El único problema es, justamente, que todo es presunto, supuesto. No hay pruebas contundentes y aún si hubiera iraníes o libaneses en el Perú, Brasil, Argentina o Paraguay (la triple frontera que tienen estos países es otro lugar sospechoso, por la presencia de comerciantes árabes), eso no es sinónimo de “presencia terrorista”. Una prueba de esa descaminada exageración la tuvimos en el 2014 entre nosotros, cuando se detuvo en Surquillo al libanés Muhammad Ghaleb Hamdar.

Varios medios o políticos cacarearon y dieron por recontra cierto que era de Hezbolá y hasta se habló de su confesión. Sin embargo, el caso ha desaparecido del firmamento, en tanto que él mismo y su esposa, peruana de nacionalidad estadounidense, negaron toda vinculación con el movimiento libanés. Aún así, desde entonces, antes y ahora se ha estado periódicamente “levantando la noticia” como si fuera un artículo de fe, que no merece objeción alguna.

En la provincia de Abancay existe una comunidad chií, eso es cierto. ¿Es el germen de un movimiento subversivo que, en maligna alianza con Sendero Luminoso, estaría promoviendo conflictos sociales, tal como sugiere el solemne comunicado de la congresista Luciana León llamando al ministro del Interior, Carlos Basombrío, al Congreso? Allí entramos todavía en más problemas, porque relacionar a chiíes con maoístas ya constituye una afirmación de calibre casi delirante.
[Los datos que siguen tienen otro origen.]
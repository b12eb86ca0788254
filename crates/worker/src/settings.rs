//! Pipeline settings.

use serde::{Deserialize, Serialize};

/// SMTP settings used by email endpoints.
#[derive(Debug, Clone, Serialize, Deserialize)]
pub struct EmailSettings {
    /// `host` or `host:port`
    #[serde(default)]
    pub server: Option<String>,
    /// Upgrade the connection with STARTTLS
    #[serde(default = "default_tls")]
    pub tls: bool,
    #[serde(default)]
    pub user: Option<String>,
    #[serde(default)]
    pub password: Option<String>,
}

fn default_tls() -> bool {
    true
}

impl Default for EmailSettings {
    fn default() -> Self {
        Self {
            server: None,
            tls: default_tls(),
            user: None,
            password: None,
        }
    }
}

impl EmailSettings {
    /// Host part of `server`.
    pub fn host(&self) -> Option<&str> {
        self.server
            .as_deref()
            .map(|s| s.split_once(':').map_or(s, |(host, _)| host))
    }

    /// Port part of `server`, when present and numeric.
    pub fn port(&self) -> Option<u16> {
        self.server
            .as_deref()
            .and_then(|s| s.split_once(':'))
            .and_then(|(_, port)| port.parse().ok())
    }
}

/// Which processors make up the pipeline and how they run.
#[derive(Debug, Clone, Serialize, Deserialize)]
pub struct PipelineSettings {
    /// Name used in alert messages
    #[serde(default = "default_project_name")]
    pub project_name: String,
    /// Use `PROCNO` (true) or `PRODUCTION_PROCNO` (false)
    #[serde(default = "default_debug_process")]
    pub debug_process: bool,
    /// Registered path of the loader
    #[serde(default)]
    pub loader: Option<String>,
    #[serde(default)]
    pub steps: Vec<String>,
    #[serde(default)]
    pub alerts: Vec<String>,
    /// Registered path of the pipeline setup hook
    #[serde(default)]
    pub pipeline_setup: Option<String>,
    #[serde(default)]
    pub email: EmailSettings,
}

fn default_project_name() -> String {
    "pipeline".to_string()
}

fn default_debug_process() -> bool {
    true
}

impl Default for PipelineSettings {
    fn default() -> Self {
        Self {
            project_name: default_project_name(),
            debug_process: default_debug_process(),
            loader: None,
            steps: Vec::new(),
            alerts: Vec::new(),
            pipeline_setup: None,
            email: EmailSettings::default(),
        }
    }
}
//! Core types, model metadata, and declarative queries for the pipeline engine.

pub mod error;
pub mod model;
pub mod query;

pub use error::{DbErrorCode, Error, Result};
pub use model::*;
pub use query::*;
pub use serde_json::Value;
Los chiíes son religiosos, fundamentalistas en el caso del brazo armado de Hezbolá. Los suníes del ‘Estado Islámico’ no los pueden ver y, por eso, ambos se enfrentan en Siria. Pero meter en medio, vía un salto dialéctico inesperado, a las huestes de Abimael Guzmán ya califica como alucinado. Por favor, señorita congresista y aliados, busquen argumentos reales, sostenibles, para explicar nuestros conflictos sociales, en vez de maltratar la razón sin medida ni clemencia.